Problem
Here is a block of entries. Write out its lines exactly, from the first through the one containing "sliding kill-switch window.".

Raw data
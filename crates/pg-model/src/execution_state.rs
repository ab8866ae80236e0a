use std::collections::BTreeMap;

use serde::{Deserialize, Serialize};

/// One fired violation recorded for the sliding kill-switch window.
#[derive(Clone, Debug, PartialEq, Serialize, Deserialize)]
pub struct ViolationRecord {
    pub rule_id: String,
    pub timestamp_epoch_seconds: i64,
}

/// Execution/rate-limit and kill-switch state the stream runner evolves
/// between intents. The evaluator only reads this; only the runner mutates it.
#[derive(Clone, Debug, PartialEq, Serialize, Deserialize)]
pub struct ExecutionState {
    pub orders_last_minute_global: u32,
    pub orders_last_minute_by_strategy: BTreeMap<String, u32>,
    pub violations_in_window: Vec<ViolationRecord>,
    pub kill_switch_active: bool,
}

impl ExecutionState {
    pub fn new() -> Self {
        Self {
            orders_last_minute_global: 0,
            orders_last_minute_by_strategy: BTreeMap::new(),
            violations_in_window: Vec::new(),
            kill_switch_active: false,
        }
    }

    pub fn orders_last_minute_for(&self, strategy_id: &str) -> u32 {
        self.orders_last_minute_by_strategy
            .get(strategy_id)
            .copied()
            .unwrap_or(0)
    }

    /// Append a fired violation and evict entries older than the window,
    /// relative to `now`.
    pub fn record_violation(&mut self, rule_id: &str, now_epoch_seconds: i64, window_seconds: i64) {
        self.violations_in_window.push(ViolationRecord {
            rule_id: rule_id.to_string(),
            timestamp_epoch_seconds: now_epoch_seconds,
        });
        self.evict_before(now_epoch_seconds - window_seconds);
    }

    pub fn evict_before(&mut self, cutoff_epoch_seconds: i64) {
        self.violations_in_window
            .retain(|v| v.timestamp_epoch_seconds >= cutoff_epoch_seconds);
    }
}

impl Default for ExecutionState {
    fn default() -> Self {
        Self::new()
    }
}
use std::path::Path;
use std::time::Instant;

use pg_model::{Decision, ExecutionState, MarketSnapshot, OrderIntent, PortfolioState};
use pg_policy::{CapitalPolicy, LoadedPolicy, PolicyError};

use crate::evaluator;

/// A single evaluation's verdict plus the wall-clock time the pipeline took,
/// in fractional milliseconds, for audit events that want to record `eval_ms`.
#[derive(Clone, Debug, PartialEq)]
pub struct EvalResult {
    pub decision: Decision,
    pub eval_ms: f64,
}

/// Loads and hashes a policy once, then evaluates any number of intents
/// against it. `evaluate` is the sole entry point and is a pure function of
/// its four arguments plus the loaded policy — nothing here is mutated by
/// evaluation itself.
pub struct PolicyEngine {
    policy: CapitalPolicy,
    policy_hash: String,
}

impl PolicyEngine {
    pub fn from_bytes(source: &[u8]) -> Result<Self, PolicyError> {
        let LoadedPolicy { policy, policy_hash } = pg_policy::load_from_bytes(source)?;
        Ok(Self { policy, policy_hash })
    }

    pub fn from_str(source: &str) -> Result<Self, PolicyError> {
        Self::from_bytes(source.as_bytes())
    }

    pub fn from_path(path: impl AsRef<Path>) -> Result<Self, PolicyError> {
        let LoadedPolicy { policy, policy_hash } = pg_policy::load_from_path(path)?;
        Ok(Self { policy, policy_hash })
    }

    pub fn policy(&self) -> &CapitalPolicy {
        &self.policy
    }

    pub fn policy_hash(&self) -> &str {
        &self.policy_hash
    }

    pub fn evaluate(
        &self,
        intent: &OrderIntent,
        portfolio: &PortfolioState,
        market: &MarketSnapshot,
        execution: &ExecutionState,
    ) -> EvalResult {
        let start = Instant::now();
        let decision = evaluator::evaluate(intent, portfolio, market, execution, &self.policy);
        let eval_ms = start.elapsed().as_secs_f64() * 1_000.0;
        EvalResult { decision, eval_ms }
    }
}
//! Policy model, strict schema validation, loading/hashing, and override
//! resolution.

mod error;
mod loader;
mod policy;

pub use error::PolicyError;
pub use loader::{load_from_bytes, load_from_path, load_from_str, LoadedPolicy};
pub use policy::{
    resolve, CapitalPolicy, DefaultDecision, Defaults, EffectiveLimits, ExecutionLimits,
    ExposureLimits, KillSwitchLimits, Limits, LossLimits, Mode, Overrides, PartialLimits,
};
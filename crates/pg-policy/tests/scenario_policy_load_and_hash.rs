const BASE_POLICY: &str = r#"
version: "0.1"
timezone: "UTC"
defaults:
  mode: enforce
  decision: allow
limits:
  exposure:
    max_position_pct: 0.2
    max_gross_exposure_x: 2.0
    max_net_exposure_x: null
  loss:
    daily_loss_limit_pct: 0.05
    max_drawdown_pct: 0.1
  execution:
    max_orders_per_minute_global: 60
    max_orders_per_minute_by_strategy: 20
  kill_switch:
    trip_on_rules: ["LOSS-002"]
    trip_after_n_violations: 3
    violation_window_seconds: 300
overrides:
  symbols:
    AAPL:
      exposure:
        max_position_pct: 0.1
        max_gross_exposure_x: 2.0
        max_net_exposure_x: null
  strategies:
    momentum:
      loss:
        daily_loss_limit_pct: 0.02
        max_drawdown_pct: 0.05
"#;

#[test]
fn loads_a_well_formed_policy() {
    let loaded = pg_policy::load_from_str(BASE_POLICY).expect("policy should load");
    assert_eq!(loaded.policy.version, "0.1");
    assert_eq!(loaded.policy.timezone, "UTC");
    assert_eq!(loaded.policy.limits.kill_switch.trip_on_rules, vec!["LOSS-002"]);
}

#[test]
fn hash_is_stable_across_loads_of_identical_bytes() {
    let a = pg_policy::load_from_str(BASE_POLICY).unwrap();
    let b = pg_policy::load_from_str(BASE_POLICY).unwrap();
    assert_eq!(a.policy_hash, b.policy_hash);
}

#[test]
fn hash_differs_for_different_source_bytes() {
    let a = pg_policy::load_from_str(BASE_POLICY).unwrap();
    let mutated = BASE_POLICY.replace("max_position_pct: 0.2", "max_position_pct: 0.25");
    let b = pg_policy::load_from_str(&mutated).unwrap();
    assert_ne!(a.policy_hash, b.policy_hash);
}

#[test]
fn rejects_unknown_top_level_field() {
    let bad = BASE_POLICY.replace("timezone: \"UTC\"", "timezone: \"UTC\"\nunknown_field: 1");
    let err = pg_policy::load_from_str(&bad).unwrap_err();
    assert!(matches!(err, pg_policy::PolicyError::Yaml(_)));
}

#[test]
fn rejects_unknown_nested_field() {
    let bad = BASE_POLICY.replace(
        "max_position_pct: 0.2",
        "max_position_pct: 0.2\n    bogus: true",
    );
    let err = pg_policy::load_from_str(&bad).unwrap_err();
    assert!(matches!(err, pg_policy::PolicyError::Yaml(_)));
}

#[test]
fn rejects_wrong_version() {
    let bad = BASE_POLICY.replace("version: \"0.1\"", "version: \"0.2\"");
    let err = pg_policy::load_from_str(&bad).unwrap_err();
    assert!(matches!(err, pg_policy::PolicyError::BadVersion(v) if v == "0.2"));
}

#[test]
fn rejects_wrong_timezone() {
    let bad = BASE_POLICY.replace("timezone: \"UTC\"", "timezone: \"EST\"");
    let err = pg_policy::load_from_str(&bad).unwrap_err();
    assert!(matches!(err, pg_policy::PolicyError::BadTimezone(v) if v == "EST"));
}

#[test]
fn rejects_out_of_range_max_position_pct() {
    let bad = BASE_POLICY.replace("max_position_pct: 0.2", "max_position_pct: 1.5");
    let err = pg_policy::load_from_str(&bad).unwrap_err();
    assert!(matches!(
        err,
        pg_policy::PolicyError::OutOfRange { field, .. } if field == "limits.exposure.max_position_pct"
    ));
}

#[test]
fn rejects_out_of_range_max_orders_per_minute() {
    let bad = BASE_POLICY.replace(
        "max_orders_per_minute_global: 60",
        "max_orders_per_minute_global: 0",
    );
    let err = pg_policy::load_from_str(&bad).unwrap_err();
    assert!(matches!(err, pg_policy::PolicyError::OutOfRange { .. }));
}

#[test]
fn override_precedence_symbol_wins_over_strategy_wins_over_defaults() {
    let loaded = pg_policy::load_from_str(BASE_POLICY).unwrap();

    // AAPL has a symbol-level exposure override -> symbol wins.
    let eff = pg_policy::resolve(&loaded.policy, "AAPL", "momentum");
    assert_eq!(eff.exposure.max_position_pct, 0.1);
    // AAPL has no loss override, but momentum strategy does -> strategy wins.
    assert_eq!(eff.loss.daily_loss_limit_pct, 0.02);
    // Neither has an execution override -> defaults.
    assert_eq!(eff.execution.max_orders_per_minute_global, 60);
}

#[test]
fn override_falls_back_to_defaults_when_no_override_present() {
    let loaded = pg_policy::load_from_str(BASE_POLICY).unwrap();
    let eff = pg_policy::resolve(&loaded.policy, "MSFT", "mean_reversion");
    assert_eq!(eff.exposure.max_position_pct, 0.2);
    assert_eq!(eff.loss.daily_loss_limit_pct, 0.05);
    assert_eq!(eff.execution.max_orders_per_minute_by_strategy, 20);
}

Answer box
filename crates/pg-model/src/execution_state.rs
repository ab8866ae80236e0a
use std::collections::BTreeMap;

use serde::{Deserialize, Serialize};

/// One fired violation recorded for the sliding kill-switch window.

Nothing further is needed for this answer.